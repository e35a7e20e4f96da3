//! Container-aware path splitting.

use std::ffi::OsStr;
use std::path::{Path, PathBuf};

const ASAR_EXTENSION: &str = "asar";

/// Split an absolute, normalized path into the container holding it and the
/// path inside that container.
///
/// Walks from `full` toward the root and stops at the first path (`full`
/// itself included) whose extension is exactly `asar` and which is **not** a
/// directory according to `is_dir`. Directories named `*.asar` are ordinary
/// directories and are walked through. The container root itself splits
/// into an empty inner path.
///
/// Returns [`None`] when no container is found.
///
/// # Examples
///
/// ```
/// use std::path::Path;
/// use asar_archive::split_archive_path;
///
/// let (archive, inner) = split_archive_path(Path::new("/srv/app.asar/lib/a.js"), |_| false).unwrap();
/// assert_eq!(archive, Path::new("/srv/app.asar"));
/// assert_eq!(inner, Path::new("lib/a.js"));
/// assert!(split_archive_path(Path::new("/srv/app/lib/a.js"), |_| false).is_none());
/// ```
pub fn split_archive_path(full: &Path, mut is_dir: impl FnMut(&Path) -> bool) -> Option<(PathBuf, PathBuf)> {
    let mut iter = full;
    loop {
        if iter.extension() == Some(OsStr::new(ASAR_EXTENSION)) && !is_dir(iter) {
            break;
        }
        iter = iter.parent()?;
    }
    let inner = full.strip_prefix(iter).ok()?;
    Some((iter.to_path_buf(), inner.to_path_buf()))
}

#[cfg(test)]
mod tests {
    use super::*;
    use rstest::rstest;

    #[rstest]
    #[case("/a/app.asar", "/a/app.asar", "")]
    #[case("/a/app.asar/index.js", "/a/app.asar", "index.js")]
    #[case("/a/app.asar/node_modules/x/package.json", "/a/app.asar", "node_modules/x/package.json")]
    // Nested containers split at the innermost one.
    #[case("/a/outer.asar/inner.asar/x.js", "/a/outer.asar/inner.asar", "x.js")]
    fn splits(#[case] full: &str, #[case] archive: &str, #[case] inner: &str) {
        let (a, i) = split_archive_path(Path::new(full), |_| false).unwrap();
        assert_eq!(a, Path::new(archive));
        assert_eq!(i, Path::new(inner));
    }

    #[rstest]
    #[case("/a/app/index.js")]
    #[case("/a/app.asar.unpacked/x.node")]
    #[case("/a/app.ASAR/x.js")]
    #[case("/")]
    fn no_container(#[case] full: &str) {
        assert!(split_archive_path(Path::new(full), |_| false).is_none());
    }

    #[test]
    fn directories_named_like_containers_are_skipped() {
        let dir = Path::new("/a/dir.asar");
        let split = split_archive_path(Path::new("/a/dir.asar/x.js"), |p| p == dir);
        assert!(split.is_none());
    }
}
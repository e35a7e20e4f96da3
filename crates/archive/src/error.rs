//! Archive Error Types
//!
//! This module provides structured errors using `exn` for automatic location
//! tracking and error tree construction.

use derive_more::{Display, Error};
use std::io::Error as IoError;
use std::path::PathBuf;

/// An archive error with automatic location tracking.
pub type Error = exn::Exn<ErrorKind>;
/// Result type alias for archive operations.
pub type Result<T> = std::result::Result<T, Error>;

/// Actionable error categories.
///
/// These describe what the caller should *do*, not what went wrong internally.
#[derive(Debug, Display, Error)]
pub enum ErrorKind {
    /// Container could not be opened (missing, permissions, not a file).
    #[display("cannot open archive: {}", _0.display())]
    Open(#[error(not(source))] PathBuf),
    /// Container opened, but its header is truncated or not valid JSON.
    #[display("invalid archive header: {}", _0.display())]
    InvalidHeader(#[error(not(source))] PathBuf),
    /// Path contains invalid characters or escapes the archive root
    #[display("invalid path inside archive: {}", _0.display())]
    InvalidPath(#[error(not(source))] PathBuf),
    /// Underlying I/O error
    #[display("I/O error: {_0}")]
    Io(IoError),
    /// Extracted bytes don't match the hash recorded in the header.
    #[display("integrity check failed: expected {expected}, got {actual}")]
    Integrity { expected: String, actual: String },
    #[display("unsupported hash algorithm: {_0}")]
    UnsupportedAlgorithm(#[error(not(source))] String),
}
impl From<IoError> for ErrorKind {
    fn from(err: IoError) -> Self {
        Self::Io(err)
    }
}

impl ErrorKind {
    /// Returns `true` if retrying might succeed.
    pub fn is_retryable(&self) -> bool {
        matches!(self, Self::Io(_))
    }
}
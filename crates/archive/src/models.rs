//! Archive entry metadata.
//!
//! These types are what a binding reports about entries inside a container;
//! none of them carry file contents.

/// Kind of an entry inside an archive.
#[derive(Debug, Clone, Copy, PartialEq, Eq, Hash)]
pub enum FileType {
    File,
    Directory,
    /// Symbolic link to another archive-relative path
    Link,
}

#[derive(Debug, Clone, Copy, PartialEq, Eq, Hash)]
pub enum HashAlgorithm {
    Sha256,
}

/// Hash recorded in the header for a packed file.
#[derive(Debug, Clone, PartialEq, Eq)]
pub struct Integrity {
    pub algorithm: HashAlgorithm,
    /// Lowercase hex digest of the whole file
    pub hash: String,
    pub block_size: u32,
    /// Per-block hex digests
    pub blocks: Vec<String>,
}

/// Location and flags of a file inside an archive.
#[derive(Debug, Clone, Default, PartialEq, Eq)]
pub struct FileInfo {
    /// File size in bytes
    pub size: u64,
    /// Absolute byte offset inside the container (zero when unpacked)
    pub offset: u64,
    /// Stored in the `.unpacked` companion directory instead of the container
    pub unpacked: bool,
    pub executable: bool,
    pub integrity: Option<Integrity>,
}

/// Result of [`stat`](crate::ArchiveBinding::stat).
///
/// Directories and links report a zero size and offset.
#[derive(Debug, Clone, Copy, PartialEq, Eq)]
pub struct Stats {
    pub size: u64,
    pub offset: u64,
    pub kind: FileType,
}
impl Stats {
    pub(crate) fn directory() -> Self {
        Self { size: 0, offset: 0, kind: FileType::Directory }
    }

    pub(crate) fn link() -> Self {
        Self { size: 0, offset: 0, kind: FileType::Link }
    }

    pub fn is_file(&self) -> bool {
        self.kind == FileType::File
    }

    pub fn is_dir(&self) -> bool {
        self.kind == FileType::Directory
    }
}
impl From<&FileInfo> for Stats {
    fn from(info: &FileInfo) -> Self {
        Self { size: info.size, offset: info.offset, kind: FileType::File }
    }
}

[Activity]:
Answer with a single number: how many lines above hold the word "FileType"?

[Answer box]:
7